| Prompt |
Your output should be each line from the material below that has the word "load".

=== Section Start ===

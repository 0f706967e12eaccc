//! Multiple active result sets over one socket.
//!
//! Writes are serialized: a caller composes one message group (for example
//! `Parse`/`Bind`/`Execute`/`Sync`) and flushes it while holding the writer lock, and registers
//! the group in the in-flight queue under that same lock. The lock is released before waiting
//! for any response.
//!
//! One reader task owns the read half. The server answers message groups in the order they were
//! written, so every message belongs to the oldest in-flight group, until its `ReadyForQuery`.
//! The reader forwards each message to the channel of that group and wakes the
//! [`PendingRead`] of the portal owning it, if any.
//!
//! ```text
//! caller A ──┐                ┌── group A ◄── reader task ◄── socket
//! caller B ──┼─► writer lock ─┤
//! caller C ──┘                └── group B
//! ```
use bytes::{Bytes, BytesMut};
use std::{
    collections::{HashMap, HashSet, VecDeque},
    sync::{
        Arc, Mutex, MutexGuard,
        atomic::{AtomicBool, Ordering},
    },
};
use tokio::{
    io::{AsyncReadExt, AsyncWriteExt, ReadHalf, WriteHalf},
    sync::mpsc::{self, UnboundedReceiver, UnboundedSender},
};

use crate::{
    Error, Result,
    common::verbose,
    connection::{ConnectionState, NoticeHandler, NotificationHandler},
    net::Socket,
    postgres::{
        BackendMessage, BackendProtocol, DatabaseError,
        backend::{NoticeResponse, NotificationResponse, ParameterStatus},
        codec,
        frontend::{self, Close, Query, Sync},
    },
};

mod pending;

pub use pending::{Outcome, PendingRead};

/// Messages of one message group, ending with `ReadyForQuery`.
pub type GroupReceiver = UnboundedReceiver<Result<BackendMessage>>;

type GroupSender = UnboundedSender<Result<BackendMessage>>;

/// Shared state of one physical connection.
pub struct Mux {
    state: Mutex<MuxState>,
    writer: tokio::sync::Mutex<Writer>,
    max_message_len: usize,
    notice: Option<NoticeHandler>,
    notification: Option<NotificationHandler>,
    rollback_pending: AtomicBool,
    pending_close: Mutex<Vec<(u8, String)>>,
}

struct MuxState {
    inflight: VecDeque<Inflight>,
    tx_status: u8,
    failed: Option<String>,
    closed: bool,
    open_portals: usize,
    pending: HashMap<Arc<str>, Arc<PendingRead>>,
    forced: HashSet<Arc<str>>,
    params: HashMap<String, String>,
}

struct Inflight {
    label: Option<Arc<str>>,
    /// `None` for groups whose responses are discarded.
    tx: Option<GroupSender>,
}

struct Writer {
    io: WriteHalf<Socket>,
    buf: BytesMut,
    /// Set while a write is in progress, a write abandoned halfway leaves the stream corrupted.
    dirty: bool,
}

impl Mux {
    pub fn new(
        io: WriteHalf<Socket>,
        max_message_len: usize,
        params: HashMap<String, String>,
        notice: Option<NoticeHandler>,
        notification: Option<NotificationHandler>,
    ) -> Arc<Self> {
        Arc::new(Self {
            state: Mutex::new(MuxState {
                inflight: VecDeque::new(),
                tx_status: b'I',
                failed: None,
                closed: false,
                open_portals: 0,
                pending: HashMap::new(),
                forced: HashSet::new(),
                params,
            }),
            writer: tokio::sync::Mutex::new(Writer { io, buf: BytesMut::with_capacity(1024), dirty: false }),
            max_message_len,
            notice,
            notification,
            rollback_pending: AtomicBool::new(false),
            pending_close: Mutex::new(Vec::new()),
        })
    }

    fn lock(&self) -> MutexGuard<'_, MuxState> {
        self.state.lock().unwrap_or_else(|e| e.into_inner())
    }

    // ===== State =====

    /// Current connection state, derived from the last transaction status and open portals.
    pub fn state(&self) -> ConnectionState {
        let st = self.lock();
        if st.closed {
            ConnectionState::Closed
        } else if st.failed.is_some() {
            ConnectionState::Failed
        } else if st.open_portals > 0 {
            ConnectionState::Executing
        } else if matches!(st.tx_status, b'T' | b'E') {
            ConnectionState::InTransaction
        } else {
            ConnectionState::Idle
        }
    }

    /// Transaction status of the last `ReadyForQuery`.
    pub fn tx_status(&self) -> u8 {
        self.lock().tx_status
    }

    pub fn is_broken(&self) -> bool {
        let st = self.lock();
        st.failed.is_some() || st.closed
    }

    /// Returns `true` when the connection must be reset before reuse.
    pub fn needs_reset(&self) -> bool {
        self.rollback_pending.load(Ordering::Acquire) || self.tx_status() != b'I'
    }

    pub fn parameter(&self, name: &str) -> Option<String> {
        self.lock().params.get(name).cloned()
    }

    pub fn portal_opened(&self) {
        self.lock().open_portals += 1;
    }

    pub fn portal_closed(&self, label: &str) {
        let mut st = self.lock();
        st.open_portals = st.open_portals.saturating_sub(1);
        st.pending.remove(label);
        st.forced.remove(label);
    }

    /// Roll back the current transaction before the next message group.
    pub fn schedule_rollback(&self) {
        self.rollback_pending.store(true, Ordering::Release);
    }

    /// Close a statement (`b'S'`) or portal (`b'P'`) before the next message group.
    pub fn schedule_close(&self, variant: u8, name: String) {
        self.pending_close.lock().unwrap_or_else(|e| e.into_inner()).push((variant, name));
    }

    fn check(&self) -> Result<()> {
        let st = self.lock();
        if let Some(reason) = &st.failed {
            return Err(Error::closed(reason.clone()));
        }
        if st.closed {
            return Err(Error::closed("connection closed"));
        }
        Ok(())
    }

    // ===== Write side =====

    /// Compose and flush one message group.
    ///
    /// `compose` receives the buffer and the transaction status the group will run in. The group
    /// must end with `Sync` or a simple `Query`, its responses arrive in the returned channel.
    pub async fn send_group<R>(
        &self,
        label: Option<Arc<str>>,
        compose: impl FnOnce(&mut BytesMut, u8) -> R,
    ) -> Result<(GroupReceiver, R)> {
        let mut writer = self.writer.lock().await;
        if writer.dirty {
            self.fail(Error::closed("write interrupted"));
        }
        self.check()?;

        // composed before anything is registered, a panicking compose leaves the connection intact
        let rollback = self.rollback_pending.load(Ordering::Acquire);
        let tx_status = if rollback { b'I' } else { self.tx_status() };
        let mut group = BytesMut::new();
        let out = compose(&mut group, tx_status);

        let Writer { io, buf, dirty } = &mut *writer;

        // a rollback scheduled while composing is left for the next group
        if rollback {
            self.rollback_pending.store(false, Ordering::Release);
            verbose!("rollback before next group");
            self.register(None, None);
            frontend::write(Query { sql: "ROLLBACK" }, buf);
        }

        let closes = std::mem::take(&mut *self.pending_close.lock().unwrap_or_else(|e| e.into_inner()));
        if !closes.is_empty() {
            self.register(None, None);
            for (variant, name) in &closes {
                frontend::write(Close { variant: *variant, name }, buf);
            }
            frontend::write(Sync, buf);
        }

        let (tx, rx) = mpsc::unbounded_channel();
        self.register(label, Some(tx));
        buf.extend_from_slice(&group);

        *dirty = true;
        let result = async {
            io.write_all(&buf[..]).await?;
            io.flush().await
        }
        .await;
        buf.clear();
        *dirty = false;

        if let Err(err) = result {
            self.fail(Error::closed(format!("write failed: {err}")));
            return Err(err.into());
        }

        Ok((rx, out))
    }

    fn register(&self, label: Option<Arc<str>>, tx: Option<GroupSender>) {
        self.lock().inflight.push_back(Inflight { label, tx });
    }

    /// Send `Terminate` and shut the socket down.
    pub async fn terminate(&self) -> Result<()> {
        let mut writer = self.writer.lock().await;
        {
            let mut st = self.lock();
            if st.closed || st.failed.is_some() {
                return Ok(());
            }
            st.closed = true;
        }
        let Writer { io, buf, .. } = &mut *writer;
        frontend::write(frontend::Terminate, buf);
        let result = async {
            io.write_all(&buf[..]).await?;
            io.shutdown().await
        }
        .await;
        buf.clear();
        self.fail(Error::closed("connection closed"));
        Ok(result?)
    }

    // ===== Read side =====

    /// Receive the next message of a portal group.
    ///
    /// Returns a buffered message when there is one, otherwise registers a [`PendingRead`] for
    /// `label` and waits until the reader delivers, the read is cancelled, or the connection fails.
    pub async fn recv(&self, label: &Arc<str>, rx: &mut GroupReceiver) -> Result<BackendMessage> {
        let forced = self.lock().forced.remove(label);

        if !forced {
            if let Ok(message) = rx.try_recv() {
                return message;
            }
        }

        let pending = PendingRead::new(forced);
        self.lock().pending.insert(label.clone(), pending.clone());

        // the reader may have delivered between the first check and the registration
        if !forced {
            if let Ok(message) = rx.try_recv() {
                self.clear_pending(label, &pending);
                return message;
            }
        }

        let outcome = pending.wait().await;
        self.clear_pending(label, &pending);

        match outcome {
            Outcome::Delivered | Outcome::Failed(None) => match rx.recv().await {
                Some(message) => message,
                None => Err(self.closed_error()),
            },
            Outcome::Failed(Some(code)) => {
                Err(DatabaseError::new(&code, "pending read completed with error").into())
            }
            Outcome::Cancelled => Err(Error::cancelled()),
        }
    }

    fn clear_pending(&self, label: &str, pending: &Arc<PendingRead>) {
        let mut st = self.lock();
        if st.pending.get(label).is_some_and(|e| Arc::ptr_eq(e, pending)) {
            st.pending.remove(label);
        }
    }

    fn closed_error(&self) -> Error {
        match &self.lock().failed {
            Some(reason) => Error::closed(reason.clone()),
            None => Error::closed("connection closed"),
        }
    }

    /// Cancel the pending read of a portal, returns `false` if nothing was waiting.
    pub fn cancel_pending(&self, label: &str) -> bool {
        let pending = self.lock().pending.remove(label);
        pending.is_some_and(|e| e.resolve(Outcome::Cancelled))
    }

    /// Make the next read of `label` wait until explicitly completed.
    #[cfg(test)]
    pub fn force_wait(&self, label: &str) {
        self.lock().forced.insert(label.into());
    }

    /// Complete the pending read of `label`, `code` fails it with that SQLSTATE.
    #[cfg(test)]
    pub fn complete(&self, label: &str, code: Option<&str>) -> bool {
        let pending = self.lock().pending.remove(label);
        let outcome = match code {
            Some(code) => Outcome::Failed(Some(code.into())),
            None => Outcome::Delivered,
        };
        pending.is_some_and(|e| e.resolve(outcome))
    }

    /// Route one backend frame.
    fn dispatch(&self, msgtype: u8, body: Bytes) -> Result<()> {
        match msgtype {
            NoticeResponse::MSGTYPE => {
                let notice = DatabaseError::parse(body)?;
                match &self.notice {
                    Some(handler) => handler(&notice),
                    None => {
                        #[cfg(feature = "log")]
                        log::info!("{notice}");
                    }
                }
                return Ok(());
            }
            NotificationResponse::MSGTYPE => {
                let message = NotificationResponse::decode(msgtype, body)?;
                if let Some(handler) = &self.notification {
                    handler(&message.notification);
                }
                return Ok(());
            }
            ParameterStatus::MSGTYPE => {
                let param = ParameterStatus::decode(msgtype, body)?;
                verbose!(name = %param.name, value = %param.value, "parameter status");
                self.lock().params.insert(param.name, param.value);
                return Ok(());
            }
            _ => {}
        }

        let message = BackendMessage::decode(msgtype, body)?;
        verbose!(msgtype = %(msgtype as char), "recv");

        let mut st = self.lock();
        let Some(front) = st.inflight.front() else {
            // the server terminating the session reports a FATAL error outside any group
            return Err(match message {
                BackendMessage::ErrorResponse(err) => err.error.into(),
                other => other.unexpected("idle connection").into(),
            });
        };

        let ready = match &message {
            BackendMessage::ReadyForQuery(r) => Some(r.tx_status),
            _ => None,
        };

        let label = front.label.clone();
        if let Some(tx) = &front.tx {
            // receiver dropped means the consumer is gone, the rest of the group is drained here
            let _ = tx.send(Ok(message));
        }

        if let Some(label) = label {
            if st.pending.get(&label).is_some_and(|e| e.deliver()) {
                st.pending.remove(&label);
            }
        }

        if let Some(tx_status) = ready {
            st.tx_status = tx_status;
            st.inflight.pop_front();
        }

        Ok(())
    }

    /// Mark the connection failed and wake every waiter.
    ///
    /// The first in-flight group receives `err` itself, the others a closed error.
    pub fn fail(&self, err: Error) {
        let mut st = self.lock();
        if st.failed.is_some() {
            return;
        }

        let reason = err.to_string();
        if !st.closed {
            #[cfg(feature = "log")]
            log::error!("connection failed: {reason}");
        }
        st.failed = Some(reason.clone());

        let mut inflight = std::mem::take(&mut st.inflight);
        if let Some(first) = inflight.pop_front().and_then(|e| e.tx) {
            let _ = first.send(Err(err));
        }
        for group in inflight {
            if let Some(tx) = group.tx {
                let _ = tx.send(Err(Error::closed(reason.clone())));
            }
        }

        for (_, pending) in st.pending.drain() {
            pending.resolve(Outcome::Failed(None));
        }
    }
}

=== Section End ===

| Exercise answer |
        self.rollback_pending.load(Ordering::Acquire) || self.tx_status() != b'I'
        let rollback = self.rollback_pending.load(Ordering::Acquire);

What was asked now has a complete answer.